I often seek out BYO restaurants, to avoid paying exorbitant prices for wine, and turn up at the appointed dinner time with a bottle in a brown paper bag. It’s convenient and I can choose from a wide variety, from still to sparkling, from white and rose to red. These days, in the aftermath of the legalisation of same sex marriage and its flow-ons, I can equally BYO my gender, my sexuality and my race and skin colour, without needing any reference to physical, observable reality.
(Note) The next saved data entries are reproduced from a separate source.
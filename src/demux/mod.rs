//! Channel demultiplexer: N logical ordered byte channels over one framed
//! transport.
//!
//! Each registered channel gets a dedicated outbound pump thread that stamps
//! chunks with a per-channel sequence number; a single inbound thread decodes
//! envelopes, buffers out-of-order arrivals per channel, and delivers them in
//! sequence order. A zero-length envelope is the close tombstone.

pub mod envelope;
pub mod transport;

pub use envelope::Envelope;
pub use transport::{InMemoryTransport, Transport, read_frame, write_frame};

use std::collections::{BTreeMap, HashMap};
use std::sync::atomic::{AtomicBool, AtomicU64, Ordering};
use std::sync::{Arc, Mutex};
use std::thread::JoinHandle;

use log::{debug, error, info, warn};

use crate::channel::ByteChannel;
use crate::config::FabricConfig;
use crate::core::Result;

/// Inbound messages above this size are logged at warn level.
const LARGE_MESSAGE_WARN_BYTES: usize = 100 * 1024;

/// Called with the channel group when a channel breaks, so all channels
/// belonging to one logical connection can be torn down together.
pub type ChannelBrokeCallback = Arc<dyn Fn(&str) + Send + Sync>;

struct RegisteredChannel {
    local: ByteChannel,
    group: String,
    backlog: BTreeMap<u64, Envelope>,
    backlog_bytes: usize,
    incoming_seq: u64,
}

struct DemuxShared {
    transport: Arc<dyn Transport>,
    channels: Mutex<HashMap<String, RegisteredChannel>>,
    on_channel_broke: Mutex<Option<ChannelBrokeCallback>>,
    shutting_down: AtomicBool,
    max_backlog_bytes: usize,
    unknown_log_limit: u32,
    unknown_counts: Mutex<HashMap<String, u32>>,
    total_bytes_read: AtomicU64,
}

impl DemuxShared {
    fn send_envelope(&self, envelope: &Envelope) -> Result<()> {
        self.transport.send_frame(&envelope.encode()?)
    }

    fn fire_channel_broke(&self, group: &str) {
        let callback = self
            .on_channel_broke
            .lock()
            .ok()
            .and_then(|guard| guard.clone());
        if let Some(callback) = callback {
            callback(group);
        }
    }

    fn log_bytes(&self, count: usize) {
        let prior = self.total_bytes_read.fetch_add(count as u64, Ordering::Relaxed);
        let total = prior + count as u64;
        if prior / (100 * 1024) != total / (100 * 1024) {
            debug!(
                "demuxer read {:.1} MB cumulatively",
                total as f64 / (1024.0 * 1024.0)
            );
        }
    }

    fn note_unknown_channel(&self, envelope: &Envelope) {
        let Ok(mut counts) = self.unknown_counts.lock() else {
            return;
        };
        let count = counts.entry(envelope.channel_id.clone()).or_insert(0);
        *count += 1;
        if *count <= self.unknown_log_limit {
            let suffix = if *count == self.unknown_log_limit {
                "; suppressing further warnings for this id"
            } else {
                ""
            };
            info!(
                "received message (seq {}, {} bytes) for unknown channel {}{}",
                envelope.sequence_number,
                envelope.content.len(),
                envelope.channel_id,
                suffix
            );
        }
    }

    fn handle_frame(&self, frame: &[u8]) {
        let envelope = match Envelope::decode(frame) {
            Ok(envelope) => envelope,
            Err(err) => {
                error!("failed to decode envelope: {}", err);
                return;
            }
        };

        self.log_bytes(envelope.content.len());
        if envelope.content.len() > LARGE_MESSAGE_WARN_BYTES {
            warn!(
                "demuxer got a very large message of {} kB on channel {}",
                envelope.content.len() / 1024,
                envelope.channel_id
            );
        }

        let mut broken: Option<RegisteredChannel> = None;
        {
            let Ok(mut channels) = self.channels.lock() else {
                return;
            };
            let Some(entry) = channels.get_mut(&envelope.channel_id) else {
                drop(channels);
                self.note_unknown_channel(&envelope);
                return;
            };

            let channel_id = envelope.channel_id.clone();
            let sequence = envelope.sequence_number;
            entry.backlog_bytes += envelope.content.len();
            if let Some(old) = entry.backlog.insert(sequence, envelope) {
                entry.backlog_bytes -= old.content.len();
            }

            let tear_down = if entry.backlog_bytes > self.max_backlog_bytes {
                error!(
                    "{}; breaking the channel",
                    crate::core::FabricError::BacklogOverflow {
                        channel_id: channel_id.clone(),
                        bytes: entry.backlog_bytes,
                        limit: self.max_backlog_bytes,
                    }
                );
                true
            } else {
                sequence == entry.incoming_seq && Self::drain_backlog(&channel_id, entry)
            };

            if tear_down {
                broken = channels.remove(&channel_id);
            }
        }

        // teardown happens outside the registry lock
        if let Some(entry) = broken {
            entry.local.disconnect();
            self.fire_channel_broke(&entry.group);
        }
    }

    /// Deliver in-order backlog entries. Returns true if the channel must be
    /// torn down (close tombstone, or the local consumer went away).
    fn drain_backlog(channel_id: &str, entry: &mut RegisteredChannel) -> bool {
        while let Some(envelope) = entry.backlog.remove(&entry.incoming_seq) {
            if envelope.is_close() {
                debug!("channel {} disconnected by peer", channel_id);
                return true;
            }

            entry.backlog_bytes -= envelope.content.len();
            entry.incoming_seq += 1;
            if entry.local.send(envelope.content).is_err() {
                error!(
                    "writing to local consumer of channel {} failed; breaking the channel",
                    channel_id
                );
                return true;
            }
        }
        false
    }
}

/// Multiplexes many logical byte channels over one physical transport.
///
/// Explicitly constructed and torn down with [`ChannelDemuxer::close`]; no
/// ambient registries.
pub struct ChannelDemuxer {
    shared: Arc<DemuxShared>,
    inbound: Mutex<Option<JoinHandle<()>>>,
    pumps: Mutex<Vec<JoinHandle<()>>>,
}

impl ChannelDemuxer {
    pub fn new(transport: Arc<dyn Transport>, config: &FabricConfig) -> Self {
        let shared = Arc::new(DemuxShared {
            transport,
            channels: Mutex::new(HashMap::new()),
            on_channel_broke: Mutex::new(None),
            shutting_down: AtomicBool::new(false),
            max_backlog_bytes: config.max_backlog_bytes,
            unknown_log_limit: config.unknown_channel_log_limit,
            unknown_counts: Mutex::new(HashMap::new()),
            total_bytes_read: AtomicU64::new(0),
        });

        let inbound_shared = Arc::clone(&shared);
        let inbound = std::thread::Builder::new()
            .name("demux-inbound".to_string())
            .spawn(move || Self::inbound_loop(inbound_shared))
            .expect("failed to spawn demux inbound thread");

        Self {
            shared,
            inbound: Mutex::new(Some(inbound)),
            pumps: Mutex::new(Vec::new()),
        }
    }

    /// Install the callback fired (with the channel group) whenever a channel
    /// breaks.
    pub fn set_on_channel_broke(&self, callback: ChannelBrokeCallback) {
        if let Ok(mut guard) = self.shared.on_channel_broke.lock() {
            *guard = Some(callback);
        }
    }

    /// Register a logical channel and start its outbound pump. `local` is the
    /// demuxer-side endpoint; chunks the consumer sends on the peer endpoint
    /// are pumped to the transport, and in-order inbound chunks are delivered
    /// back through it. Returns the channel id used on the wire.
    pub fn add(&self, local: ByteChannel, group: &str, host_id: &str) -> Result<String> {
        let channel_id = uuid::Uuid::new_v4().simple().to_string();

        {
            let mut channels = self.shared.channels.lock()?;
            channels.insert(
                channel_id.clone(),
                RegisteredChannel {
                    local: local.clone(),
                    group: group.to_string(),
                    backlog: BTreeMap::new(),
                    backlog_bytes: 0,
                    incoming_seq: 0,
                },
            );
        }

        let shared = Arc::clone(&self.shared);
        let pump_id = channel_id.clone();
        let pump_group = group.to_string();
        let pump_host = host_id.to_string();
        let pump = std::thread::Builder::new()
            .name(format!("demux-pump-{}", &channel_id[..8]))
            .spawn(move || {
                Self::pump_loop(shared, local, pump_id, pump_group, pump_host);
            })
            .map_err(|e| crate::core::FabricError::Io(e))?;

        self.pumps.lock()?.push(pump);
        Ok(channel_id)
    }

    fn pump_loop(
        shared: Arc<DemuxShared>,
        local: ByteChannel,
        channel_id: String,
        group: String,
        host_id: String,
    ) {
        let mut outgoing_seq: u64 = 0;
        loop {
            let content = match local.recv() {
                Ok(chunk) => chunk,
                Err(_) => {
                    // The consumer disconnected first: if the channel is still
                    // registered, tell the peer with a zero-length envelope so
                    // its registry stays consistent.
                    let was_registered = shared
                        .channels
                        .lock()
                        .map(|mut channels| channels.remove(&channel_id).is_some())
                        .unwrap_or(false);
                    if was_registered && !shared.shutting_down.load(Ordering::SeqCst) {
                        let close = Envelope {
                            channel_group: group.clone(),
                            channel_id: channel_id.clone(),
                            host_id: host_id.clone(),
                            sequence_number: outgoing_seq,
                            content: Vec::new(),
                        };
                        if let Err(err) = shared.send_envelope(&close) {
                            debug!(
                                "failed to send close envelope for channel {}: {}",
                                channel_id, err
                            );
                        }
                    }
                    return;
                }
            };

            let envelope = Envelope {
                channel_group: group.clone(),
                channel_id: channel_id.clone(),
                host_id: host_id.clone(),
                sequence_number: outgoing_seq,
                content,
            };
            outgoing_seq += 1;

            if let Err(err) = shared.send_envelope(&envelope) {
                if !shared.shutting_down.load(Ordering::SeqCst) {
                    error!("transport send failed on channel {}: {}", channel_id, err);
                }
                return;
            }
        }
    }

    fn inbound_loop(shared: Arc<DemuxShared>) {
        loop {
            match shared.transport.recv_frame() {
                Ok(frame) => shared.handle_frame(&frame),
                Err(_) => {
                    if !shared.shutting_down.load(Ordering::SeqCst) {
                        info!("demuxer transport closed; breaking all channels");
                        let drained: Vec<RegisteredChannel> = shared
                            .channels
                            .lock()
                            .map(|mut channels| channels.drain().map(|(_, e)| e).collect())
                            .unwrap_or_default();
                        for entry in drained {
                            entry.local.disconnect();
                            shared.fire_channel_broke(&entry.group);
                        }
                    }
                    return;
                }
            }
        }
    }

    /// Tear down every registered channel and join all worker threads.
    /// Per-channel teardown errors are swallowed; shutdown must not fail.
    pub fn close(&self) {
        self.shared.shutting_down.store(true, Ordering::SeqCst);

        let drained: Vec<RegisteredChannel> = self
            .shared
            .channels
            .lock()
            .map(|mut channels| channels.drain().map(|(_, e)| e).collect())
            .unwrap_or_default();
        for entry in drained {
            entry.local.disconnect();
        }

        self.shared.transport.close();

        if let Ok(mut pumps) = self.pumps.lock() {
            for pump in pumps.drain(..) {
                let _ = pump.join();
            }
        }
        if let Ok(mut inbound) = self.inbound.lock() {
            if let Some(handle) = inbound.take() {
                let _ = handle.join();
            }
        }
    }
}

impl Drop for ChannelDemuxer {
    fn drop(&mut self) {
        self.close();
    }
}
This is the new paradigm; you can just wrap-and-whip out your preferred gender – and change it at whim. Gender is fluid, we now know, as fluid as the wine in my bottle of BYO. I can change water into wine, as it were, when I arrive for pre-dinner drinks at the bar and ask the bloke sitting on a stool by himself if he’d like to buy me a drink (in the same spirit of economies as BYO wine). I quickly have to add that of course I am not another bloke, since today, or at least this evening, I identify as a female, in case he misunderstands and takes me for a homosexual. Of course, even if he did, he would have to go ahead and buy me a drink or risk being called a homophobe by the busty barman and thrown out.
Drinking my first gin and tonic while he drinks his third beer, I ask how he thinks of himself these days as regards his race. He looks like a white dude, but you never know. When he surprises with a quiet “Black” I might spill my G&T in surprise as I whoop “Me too!”
Then comes the crucial bit: does he identify as heterosexual? If he edges away from me and turns his back, I figure he is terribly confused and/or embarrassed. I place a comforting hand on his left shoulder … a big mistake.
All the details of what followed can be found in the file of complaint under ‘Queen v Victim A – sexual harassment in a public bar’.